*Instructions to follow:* The answer must consist of every line from the data that holds the string "bytes".

[Entries provided — start]

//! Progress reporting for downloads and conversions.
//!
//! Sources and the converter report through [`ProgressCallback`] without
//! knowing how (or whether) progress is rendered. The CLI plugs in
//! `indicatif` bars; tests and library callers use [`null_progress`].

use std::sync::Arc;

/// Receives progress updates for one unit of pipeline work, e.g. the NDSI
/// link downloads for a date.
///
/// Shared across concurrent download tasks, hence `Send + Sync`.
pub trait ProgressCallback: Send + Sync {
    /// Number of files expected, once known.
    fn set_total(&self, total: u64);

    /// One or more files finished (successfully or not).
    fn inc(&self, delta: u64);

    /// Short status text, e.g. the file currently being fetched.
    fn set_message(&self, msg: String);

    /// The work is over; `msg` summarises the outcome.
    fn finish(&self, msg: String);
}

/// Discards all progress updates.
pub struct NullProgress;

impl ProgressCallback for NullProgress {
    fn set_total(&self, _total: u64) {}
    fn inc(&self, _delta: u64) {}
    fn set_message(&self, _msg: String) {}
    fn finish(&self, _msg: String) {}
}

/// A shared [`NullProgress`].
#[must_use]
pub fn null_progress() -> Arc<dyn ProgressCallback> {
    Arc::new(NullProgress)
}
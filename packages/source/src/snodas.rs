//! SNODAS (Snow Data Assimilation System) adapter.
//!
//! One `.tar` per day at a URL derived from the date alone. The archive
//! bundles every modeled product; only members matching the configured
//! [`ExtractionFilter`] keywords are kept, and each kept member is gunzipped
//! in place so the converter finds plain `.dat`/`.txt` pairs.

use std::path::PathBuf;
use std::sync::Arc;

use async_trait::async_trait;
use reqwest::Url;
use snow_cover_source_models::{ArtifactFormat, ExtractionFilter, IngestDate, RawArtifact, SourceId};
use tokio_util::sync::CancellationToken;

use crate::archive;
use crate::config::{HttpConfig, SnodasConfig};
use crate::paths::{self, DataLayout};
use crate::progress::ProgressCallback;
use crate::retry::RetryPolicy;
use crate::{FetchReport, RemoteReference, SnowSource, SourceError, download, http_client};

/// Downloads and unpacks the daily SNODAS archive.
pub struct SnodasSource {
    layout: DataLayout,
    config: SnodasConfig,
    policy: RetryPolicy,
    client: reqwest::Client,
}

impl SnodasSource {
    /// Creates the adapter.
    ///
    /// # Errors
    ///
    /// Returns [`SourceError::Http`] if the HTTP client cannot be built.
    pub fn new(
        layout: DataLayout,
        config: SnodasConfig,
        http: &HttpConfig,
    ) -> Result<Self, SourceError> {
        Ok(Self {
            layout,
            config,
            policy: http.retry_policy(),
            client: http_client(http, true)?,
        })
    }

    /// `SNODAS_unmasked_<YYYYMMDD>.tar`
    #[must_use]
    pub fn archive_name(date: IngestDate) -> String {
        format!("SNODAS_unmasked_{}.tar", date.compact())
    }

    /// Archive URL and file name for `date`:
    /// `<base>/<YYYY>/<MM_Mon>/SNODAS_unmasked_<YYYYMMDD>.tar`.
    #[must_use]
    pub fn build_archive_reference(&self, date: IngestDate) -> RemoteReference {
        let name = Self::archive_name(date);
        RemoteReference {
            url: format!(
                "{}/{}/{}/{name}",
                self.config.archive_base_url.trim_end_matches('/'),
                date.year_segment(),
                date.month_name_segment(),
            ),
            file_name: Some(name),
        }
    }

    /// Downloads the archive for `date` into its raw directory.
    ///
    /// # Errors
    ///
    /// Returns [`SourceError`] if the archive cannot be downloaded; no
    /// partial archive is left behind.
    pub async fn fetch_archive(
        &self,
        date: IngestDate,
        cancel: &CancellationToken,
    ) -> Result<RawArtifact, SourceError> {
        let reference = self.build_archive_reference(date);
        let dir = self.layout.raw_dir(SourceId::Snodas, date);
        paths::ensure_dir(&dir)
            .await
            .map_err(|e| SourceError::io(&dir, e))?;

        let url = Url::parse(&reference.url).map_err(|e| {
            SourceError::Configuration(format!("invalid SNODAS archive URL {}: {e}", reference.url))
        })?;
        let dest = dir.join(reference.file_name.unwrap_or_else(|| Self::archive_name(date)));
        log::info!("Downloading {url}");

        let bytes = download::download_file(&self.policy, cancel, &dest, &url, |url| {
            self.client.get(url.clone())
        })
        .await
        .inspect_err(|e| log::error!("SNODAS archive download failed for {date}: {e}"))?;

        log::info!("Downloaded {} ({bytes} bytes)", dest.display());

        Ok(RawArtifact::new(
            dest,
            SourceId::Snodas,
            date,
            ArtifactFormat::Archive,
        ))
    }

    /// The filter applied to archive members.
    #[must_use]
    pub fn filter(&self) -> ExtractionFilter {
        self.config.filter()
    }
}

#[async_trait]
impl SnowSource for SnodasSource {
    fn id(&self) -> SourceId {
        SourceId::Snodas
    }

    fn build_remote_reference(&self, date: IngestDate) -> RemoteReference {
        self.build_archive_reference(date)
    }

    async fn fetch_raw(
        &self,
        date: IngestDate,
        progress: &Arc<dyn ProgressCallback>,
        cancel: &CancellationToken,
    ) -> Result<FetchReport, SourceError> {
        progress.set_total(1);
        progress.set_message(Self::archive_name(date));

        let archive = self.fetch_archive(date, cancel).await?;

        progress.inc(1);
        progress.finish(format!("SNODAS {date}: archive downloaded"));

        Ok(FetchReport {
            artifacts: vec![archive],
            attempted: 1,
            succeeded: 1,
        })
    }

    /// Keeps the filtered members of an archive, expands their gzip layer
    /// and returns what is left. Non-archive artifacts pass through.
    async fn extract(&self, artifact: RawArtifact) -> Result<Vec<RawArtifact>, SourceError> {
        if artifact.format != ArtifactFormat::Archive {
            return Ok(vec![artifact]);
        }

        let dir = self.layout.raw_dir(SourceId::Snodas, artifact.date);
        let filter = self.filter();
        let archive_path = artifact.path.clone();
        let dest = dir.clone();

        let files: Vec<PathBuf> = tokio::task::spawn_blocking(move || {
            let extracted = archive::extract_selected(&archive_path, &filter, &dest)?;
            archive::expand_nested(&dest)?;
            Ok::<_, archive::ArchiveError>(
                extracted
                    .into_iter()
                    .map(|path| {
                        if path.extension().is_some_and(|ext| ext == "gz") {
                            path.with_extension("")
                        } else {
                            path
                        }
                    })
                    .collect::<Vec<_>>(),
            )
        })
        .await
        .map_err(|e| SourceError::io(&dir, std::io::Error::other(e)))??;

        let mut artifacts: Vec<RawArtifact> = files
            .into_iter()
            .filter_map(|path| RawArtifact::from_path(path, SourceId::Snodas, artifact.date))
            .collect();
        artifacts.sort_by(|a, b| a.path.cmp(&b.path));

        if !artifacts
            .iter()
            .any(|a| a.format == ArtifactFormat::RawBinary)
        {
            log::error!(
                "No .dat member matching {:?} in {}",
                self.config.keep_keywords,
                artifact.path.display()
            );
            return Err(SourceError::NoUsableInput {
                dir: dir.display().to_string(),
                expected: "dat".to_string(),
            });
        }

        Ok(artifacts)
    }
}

[Entries provided — finish]

*Response below:*
        let bytes = download::download_file(&self.policy, cancel, &dest, &url, |url| {
        log::info!("Downloaded {} ({bytes} bytes)", dest.display());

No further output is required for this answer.